While accurate identification documents are key for obtaining health care, employment, travel, housing, and education, the National Transgender Survey found that among transgender New Yorkers:
- Only 12% have been able to update all of their IDs,
- 25% have been able to update some IDs
- 63% have not been able to update any IDs
Today, once a name change order has been approved by a court, the petitioner must publish the name change at least once in a newspaper of record in that county within 60 days of the order. At a time of heightened violence against transgender Americans, outing oneself can be dangerous.
Judges in New York currently provide publication waivers at their own discretion, but this process lacks consistency and transparency. This bill does away with this risk by eliminating the publication requirement entirely.
In addition, this bill would do away with the current requirement for healthcare provider attestation in updating driver’s licenses.
This requirement is retrograde and can impose significant financial burdens on transgender and gender non-conforming New Yorkers.
Finally, this bill will codify recent administrative changes to ensure that transgender and gender non-conforming minors, with appropriate permission from their parents or legal guardians, have access to correct birth certificates.

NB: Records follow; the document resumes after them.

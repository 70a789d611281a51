//! Win32 host for the hotkey engine.
//!
//! Creates a message-only window, registers keyboards and mice for raw
//! input with `RIDEV_INPUTSINK` so hotkeys keep working while another
//! application has focus, and forwards every `WM_INPUT` to a
//! [`RawInputSink`] on the thread that runs the message loop.
//!
//! Device removal clears the whole chord. The removal notice carries only a
//! device handle, and held keys are not tracked per device, so unplugging a
//! second mouse also forgets keys still held on the keyboard. They are
//! picked up again by their next press; the cost is one missed trigger for
//! a chord that was being held across the unplug.

use std::cell::RefCell;
use std::io;
use std::sync::atomic::{AtomicIsize, Ordering};

use tracing::{debug, info, warn};
use windows::Win32::Foundation::{GetLastError, HINSTANCE, HWND, LPARAM, LRESULT, WPARAM};
use windows::Win32::System::LibraryLoader::GetModuleHandleW;
use windows::Win32::UI::Input::*;
use windows::Win32::UI::WindowsAndMessaging::*;
use windows::core::PCWSTR;

use super::RawInputSource;
use crate::engine::{BindingSource, HotkeyEngine};

/// Window class name for the Raw Input message-only window.
const RAWINPUT_WINDOW_CLASS: &str = "ToriRawInputWindow";

const HID_USAGE_PAGE_GENERIC: u16 = 0x01;
const HID_USAGE_MOUSE: u16 = 0x02;
const HID_USAGE_KEYBOARD: u16 = 0x06;

const ERROR_CLASS_ALREADY_EXISTS: u32 = 1410;
const WM_INPUT_DEVICE_CHANGE: u32 = 0x00FE;
const GIDC_REMOVAL: usize = 2;

thread_local! {
    /// Receiver of raw input for the message loop running on this thread.
    static SINK: RefCell<Option<Box<dyn RawInputSink>>> = const { RefCell::new(None) };
}

/// Window handle of the running loop, for [`request_stop`].
static LOOP_WINDOW: AtomicIsize = AtomicIsize::new(0);

/// `GetRawInputData` accessor.
#[derive(Debug, Default, Clone, Copy)]
pub struct Win32RawInput;

impl RawInputSource for Win32RawInput {
    type Handle = HRAWINPUT;

    fn required_size(&mut self, handle: HRAWINPUT) -> io::Result<usize> {
        let mut size = 0u32;
        let result = unsafe {
            GetRawInputData(
                handle,
                RID_INPUT,
                None,
                &mut size,
                std::mem::size_of::<RAWINPUTHEADER>() as u32,
            )
        };
        if result != 0 {
            return Err(io::Error::last_os_error());
        }
        Ok(size as usize)
    }

    fn fetch(&mut self, handle: HRAWINPUT, buf: &mut [u8]) -> io::Result<usize> {
        let mut size = buf.len() as u32;
        let result = unsafe {
            GetRawInputData(
                handle,
                RID_INPUT,
                Some(buf.as_mut_ptr() as _),
                &mut size,
                std::mem::size_of::<RAWINPUTHEADER>() as u32,
            )
        };
        if result == u32::MAX {
            return Err(io::Error::last_os_error());
        }
        Ok(result as usize)
    }
}

/// Consumer of raw input notifications delivered by the message loop.
pub trait RawInputSink {
    fn on_raw_input(&mut self, handle: HRAWINPUT);

    /// A keyboard or mouse was disconnected.
    fn on_device_removed(&mut self) {}
}

impl<B: BindingSource> RawInputSink for HotkeyEngine<B> {
    fn on_raw_input(&mut self, handle: HRAWINPUT) {
        if let Err(e) = self.handle_raw_input(&mut Win32RawInput, handle) {
            warn!(error = %e, "dropping raw input packet");
        }
    }

    fn on_device_removed(&mut self) {
        // A removed device cannot deliver its key releases.
        let released = self.release_all();
        if released > 0 {
            debug!(released, "input device removed, chord cleared");
        }
    }
}

/// Runs the raw input message loop on the current thread until the window
/// is closed or [`request_stop`] is called.
pub fn run_message_loop(sink: Box<dyn RawInputSink>) -> anyhow::Result<()> {
    unsafe {
        let class_name = to_wstring(RAWINPUT_WINDOW_CLASS);
        let h_instance = GetModuleHandleW(None)?;

        let wc = WNDCLASSW {
            lpfnWndProc: Some(window_proc),
            hInstance: HINSTANCE(h_instance.0),
            lpszClassName: PCWSTR(class_name.as_ptr()),
            ..Default::default()
        };

        if RegisterClassW(&wc) == 0 {
            let last_error = GetLastError();
            if last_error.0 != ERROR_CLASS_ALREADY_EXISTS {
                return Err(anyhow::anyhow!(
                    "Failed to register window class: {:?}",
                    last_error
                ));
            }
        }

        let hwnd = CreateWindowExW(
            WINDOW_EX_STYLE(0),
            PCWSTR(class_name.as_ptr()),
            windows::core::w!("Tori Raw Input Window"),
            WINDOW_STYLE(0),
            0,
            0,
            0,
            0,
            Some(HWND_MESSAGE),
            None,
            Some(HINSTANCE(h_instance.0)),
            None,
        )?;

        if let Err(e) = register_devices(hwnd) {
            let _ = DestroyWindow(hwnd);
            return Err(e);
        }

        SINK.with(|slot| *slot.borrow_mut() = Some(sink));
        LOOP_WINDOW.store(hwnd.0 as isize, Ordering::SeqCst);
        info!("raw input registered, message loop ready");

        let mut msg = MSG::default();
        loop {
            let result = GetMessageW(&mut msg, None, 0, 0);

            if result.0 == 0 || result.0 == -1 {
                break;
            }

            let _ = TranslateMessage(&msg);
            DispatchMessageW(&msg);
        }

        LOOP_WINDOW.store(0, Ordering::SeqCst);
        SINK.with(|slot| *slot.borrow_mut() = None);

        let _ = DestroyWindow(hwnd);
        UnregisterClassW(PCWSTR(class_name.as_ptr()), Some(HINSTANCE(h_instance.0)))?;
        debug!("raw input message loop finished");
    }

    Ok(())
}

/// Asks the running message loop to exit. Safe to call from any thread.
pub fn request_stop() -> bool {
    let raw = LOOP_WINDOW.load(Ordering::SeqCst);
    if raw == 0 {
        return false;
    }
    let hwnd = HWND(raw as _);
    unsafe { PostMessageW(Some(hwnd), WM_CLOSE, WPARAM(0), LPARAM(0)).is_ok() }
}

/// Registers keyboards and mice with the Raw Input API.
fn register_devices(hwnd: HWND) -> anyhow::Result<()> {
    let devices = [HID_USAGE_KEYBOARD, HID_USAGE_MOUSE].map(|usage| RAWINPUTDEVICE {
        usUsagePage: HID_USAGE_PAGE_GENERIC,
        usUsage: usage,
        dwFlags: RIDEV_INPUTSINK | RIDEV_DEVNOTIFY,
        hwndTarget: hwnd,
    });

    unsafe {
        RegisterRawInputDevices(&devices, std::mem::size_of::<RAWINPUTDEVICE>() as u32)?;
    }
    Ok(())
}

/// Runs `f` against the installed sink. Nested dispatch (a listener pumping
/// messages) finds the sink borrowed and drops the notification.
fn with_sink(f: impl FnOnce(&mut dyn RawInputSink)) {
    SINK.with(|slot| match slot.try_borrow_mut() {
        Ok(mut guard) => {
            if let Some(sink) = guard.as_mut() {
                f(sink.as_mut());
            }
        }
        Err(_) => warn!("raw input delivered re-entrantly, dropped"),
    });
}

unsafe extern "system" fn window_proc(
    hwnd: HWND,
    msg: u32,
    w_param: WPARAM,
    l_param: LPARAM,
) -> LRESULT {
    match msg {
        WM_INPUT => {
            with_sink(|sink| sink.on_raw_input(HRAWINPUT(l_param.0 as _)));
            // Lets the system release the raw input buffer.
            unsafe { DefWindowProcW(hwnd, msg, w_param, l_param) }
        }
        WM_INPUT_DEVICE_CHANGE => {
            if w_param.0 == GIDC_REMOVAL {
                with_sink(|sink| sink.on_device_removed());
            }
            unsafe { DefWindowProcW(hwnd, msg, w_param, l_param) }
        }
        WM_CLOSE | WM_DESTROY => {
            unsafe { PostQuitMessage(0) };
            LRESULT(0)
        }
        _ => unsafe { DefWindowProcW(hwnd, msg, w_param, l_param) },
    }
}

/// Converts a string to null-terminated UTF-16 for Windows APIs.
fn to_wstring(s: &str) -> Vec<u16> {
    use std::os::windows::ffi::OsStrExt;
    std::ffi::OsStr::new(s)
        .encode_wide()
        .chain(std::iter::once(0))
        .collect()
}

The Gender Recognition Act was drafted and supported with substantial input from the transgender, gender non-conforming, non-binary and intersex community, including Arrowood Law, Brooklyn Law School’s LGBT Advocacy Clinic, The Center for Elder Law & Justice, Empire Justice Center, EQNY, Gender Equality New York (GENY), GMHC, Lambda Legal, Latino Justice PRLDEF, Law Office of Milo Primeaux, Legal Services Staff Association #2320, The LGBT Center, Make the Road NY, Law Office of Milo Primeaux, The New Pride Agenda, New York Civil Liberties Union (NYCLU), New York Legal Assistance Group (NYLAG), New York Social Action, New York State Gender Diversity Coalition (NYSGDC), New York Transgender Advocacy Group (NYTAG), The Peter Cicchino Youth Project of the Urban Justice Center, The Phyllis B. Frank Pride Center of Rockland County, Planned Parenthood Empire State Acts, Pride for Youth, SAGE, Sylvia Rivera Law Project, Transgender Law Center, Transgender Legal Defense & Education Fund (TLDEF), TransLatinx Network, Western NY Law Center, Youth Represent.